The Digestive System
• The digestive system is a group of organs working together to break down food and absorb the nutrients from it.
• The mouth chews food and mixes it with enzymes, eg. amylase in saliva.
• The oesophagus carries food to the stomach by muscular action (peristalsis).
• The stomach stores and churns food and mixes it with digestive juices. It also produces hydrochloric acid to kill bacteria.
• The liver produces bile to break down fats.
• The small intestine contains enzymes to break down food. Food molecules are absorbed into the blood in the small intestine.
• The pancreas produces enzymes.
• The large intestine passes water into the blood.
• An enzyme is a chemical which speeds up a chemical reaction in the body without being used up in the reaction.
• An enzyme acts on a substrate to produce the product.
• Amylase is an enzyme which breaks down starch (substrate) into maltose (product).
Blood & The Circulatory System
• Plasma is the liquid part of the blood.
• Red blood cells are the most numerous blood cells. They are made in bone marrow and they contain haemoglobin to transport oxygen. They also give the blood its red colour.
• Iron is needed to make red blood cells.
• White blood cells fight disease.
• Platelets clot the blood to stop bleeding.
• Red blood cells have a biconcave shape and no nucleus.
The Circulatory System
• The circulatory system consists of the heart and the blood vessels.
• Veins bring blood to the heart. They have a wider lumen than arteries, and valves to prevent backflow of blood.
• Arteries carry blood away from the heart. They have a narrow lumen and have no valves.
• Capillaries are thin blood vessels (1 cell thick) that allow substances to pass into and out of the blood. They join veins to arteries.
• Made of cardiac muscle - never tires
• Contracts to pump blood around the body
• Consists of 4 chambers - right & left atriums, right & left ventricles.
• Right side of the heart pumps deoxygenated blood to the lungs
• Left side of the heart pumps oxygenated blood to the rest of the body. The heart wall is therefore thicker/stronger on the left.
• Has 2 valves to control the direction of the flow of blood.
Exercise and the rate of heartbeat
• The normal heartbeat rate of a resting human is 70 beats per minute.
• Exercise increases the heartbeat rate. This is because during exercise the cells need to produce more energy, so they require more food and oxygen.
• The normal body temperature in the human body is 37°C.
• Blood flow helps regulate body temperature.
• Respiration is the release of energy from food.
• Respiration produces energy, carbon dioxide and water vapour.
• Aerobic respiration requires oxygen.
• The word equation for aerobic respiration is: Glucose + Oxygen = Energy + Carbon Dioxide + Water Vapour.
The Breathing System
• The human breathing system consists of the nose, mouth, windpipe, lungs, bronchi, bronchioles, alveoli and diaphragm.
• Rings of cartilage surround the windpipe, bronchi and bronchioles to keep them open.
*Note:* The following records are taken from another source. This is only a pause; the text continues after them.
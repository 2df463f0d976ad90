use crate::{backends::BackendError, models::upload::InvalidTransition};
use axum::{
    Json,
    http::StatusCode,
    response::{IntoResponse, Response},
};
use serde_json::json;
use std::fmt;
use thiserror::Error;

/// Failures of the orchestration core, classified by how a caller should
/// react to them.
#[derive(Debug, Error)]
pub enum GatewayError {
    /// Malformed or missing request input.
    #[error("{0}")]
    Validation(String),
    #[error("authentication required")]
    Unauthorized,
    /// The caller's role is insufficient.
    #[error("{0}")]
    Forbidden(String),
    /// The operation collides with one already in flight.
    #[error("{0}")]
    Conflict(String),
    #[error("insufficient quota: {required} bytes required, {available} available")]
    ResourceExhausted { required: i64, available: i64 },
    #[error(transparent)]
    Upstream(#[from] BackendError),
    /// A saga step failed after earlier steps had side effects. Those were
    /// compensated before this error was returned.
    #[error("{phase} failed: {source}")]
    PartialFailure {
        phase: String,
        #[source]
        source: Box<GatewayError>,
    },
    #[error("{0}")]
    Internal(String),
}

impl GatewayError {
    pub fn partial(phase: impl fmt::Display, source: impl Into<GatewayError>) -> Self {
        GatewayError::PartialFailure {
            phase: phase.to_string(),
            source: Box::new(source.into()),
        }
    }

    pub fn status(&self) -> StatusCode {
        match self {
            GatewayError::Validation(_) => StatusCode::BAD_REQUEST,
            GatewayError::Unauthorized => StatusCode::UNAUTHORIZED,
            GatewayError::Forbidden(_) => StatusCode::FORBIDDEN,
            GatewayError::Conflict(_) => StatusCode::CONFLICT,
            GatewayError::ResourceExhausted { .. } => StatusCode::INSUFFICIENT_STORAGE,
            GatewayError::Upstream(err) => backend_status(err),
            GatewayError::PartialFailure { source, .. } => source.status(),
            GatewayError::Internal(_) => StatusCode::INTERNAL_SERVER_ERROR,
        }
    }
}

/// HTTP status reflecting the nearest backend error code.
fn backend_status(err: &BackendError) -> StatusCode {
    match err {
        BackendError::NotFound(_) => StatusCode::NOT_FOUND,
        BackendError::AlreadyExists(_) => StatusCode::CONFLICT,
        BackendError::InvalidArgument(_) => StatusCode::BAD_REQUEST,
        BackendError::ResourceExhausted(_) => StatusCode::INSUFFICIENT_STORAGE,
        BackendError::Unavailable(_) => StatusCode::SERVICE_UNAVAILABLE,
        BackendError::Internal(_) | BackendError::Sqlx(_) | BackendError::Io(_) => {
            StatusCode::INTERNAL_SERVER_ERROR
        }
    }
}

impl From<InvalidTransition> for GatewayError {
    fn from(err: InvalidTransition) -> Self {
        GatewayError::Internal(err.to_string())
    }
}

pub type GatewayResult<T> = Result<T, GatewayError>;

/// A lightweight wrapper for errors leaving the HTTP layer.
#[derive(Debug)]
pub struct AppError {
    pub status: StatusCode,
    pub message: String,
}

impl AppError {
    /// Create a new AppError with a specific status and message.
    pub fn new(status: StatusCode, msg: impl Into<String>) -> Self {
        Self {
            status,
            message: msg.into(),
        }
    }

    /// Shortcut for 400 Bad Request
    pub fn bad_request(msg: impl Into<String>) -> Self {
        Self::new(StatusCode::BAD_REQUEST, msg)
    }

    /// Shortcut for a 500 Internal Server Error
    pub fn internal(msg: impl Into<String>) -> Self {
        Self::new(StatusCode::INTERNAL_SERVER_ERROR, msg)
    }
}

impl fmt::Display for AppError {
    fn fmt(&self, f: &mut fmt::Formatter<'_>) -> fmt::Result {
        write!(f, "{}", self.message)
    }
}

impl std::error::Error for AppError {}

impl IntoResponse for AppError {
    fn into_response(self) -> Response {
        let body = Json(json!({
            "error": self.message,
            "status": self.status.as_u16()
        }));

        (self.status, body).into_response()
    }
}

impl From<GatewayError> for AppError {
    fn from(err: GatewayError) -> Self {
        let status = err.status();
        if status.is_server_error() {
            tracing::warn!("request failed: {}", err);
        }
        AppError::new(status, err.to_string())
    }
}

#[cfg(test)]
mod tests {
    use super::*;

    #[test]
    fn upstream_errors_map_to_nearest_status() {
        let not_found = GatewayError::from(BackendError::NotFound("file `x`".into()));
        assert_eq!(not_found.status(), StatusCode::NOT_FOUND);

        let quota = GatewayError::from(BackendError::ResourceExhausted("quota".into()));
        assert_eq!(quota.status(), StatusCode::INSUFFICIENT_STORAGE);

        let io = GatewayError::from(BackendError::Io(std::io::Error::other("disk")));
        assert_eq!(io.status(), StatusCode::INTERNAL_SERVER_ERROR);
    }

    #[test]
    fn partial_failure_reports_its_cause() {
        let err = GatewayError::partial(
            "storage_copy",
            BackendError::Unavailable("storage".into()),
        );
        assert_eq!(err.status(), StatusCode::SERVICE_UNAVAILABLE);
        assert!(err.to_string().starts_with("storage_copy failed"));
    }

    #[test]
    fn app_error_carries_status() {
        let app: AppError = GatewayError::Forbidden("no".into()).into();
        assert_eq!(app.status, StatusCode::FORBIDDEN);
        assert_eq!(app.message, "no");
    }
}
• Gas exchange takes place in the alveoli.
• Carbon dioxide is tested for by passing it through limewater. Limewater turns milky if carbon dioxide is present.
• Exhaled air contains more carbon dioxide than inhaled air.
• Smoking for a long time can cause lung cancer, but it can also have other harmful effects.
• Particles of smoke irritate the lungs and produce mucus, leading to diseases such as bronchitis.
• Smoking during pregnancy can damage the baby.
• Excretion is the removal of wastes from the body.
• The human excretory organs are the lungs, the skin and the kidneys.
• The lungs excrete carbon dioxide and water.
• The skin excretes sweat (water and salts).
• The kidneys excrete urine (urea, water and salts) .
The Urinary System
• The kidneys filter the blood and remove urea and salts. They also remove water if the blood is too dilute.
• Blood is brought to the kidneys in the renal artery.
• Blood exits the kidneys in the renal vein.
• Urine passes from the kidneys through the ureters, bladder and urethra.
Reproduction is the production of a new individual of the same species.
• A gamete is a sex cell.
• Sexual reproduction is the fusion of a male and female gamete.
• The male gamete is the sperm.
• The female gamete is the egg.
The Male Reproductive System
• Testes: produce sperm
• Sperm is mixed with seminal fluid to form semen.
• Seminal vesicle: produces the seminal fluid.
The Female Reproductive System
• The egg is made in the ovary
• Eggs are released every month until the menopause.
The Menstrual Cycle
• An egg is released from the ovary every 28 days.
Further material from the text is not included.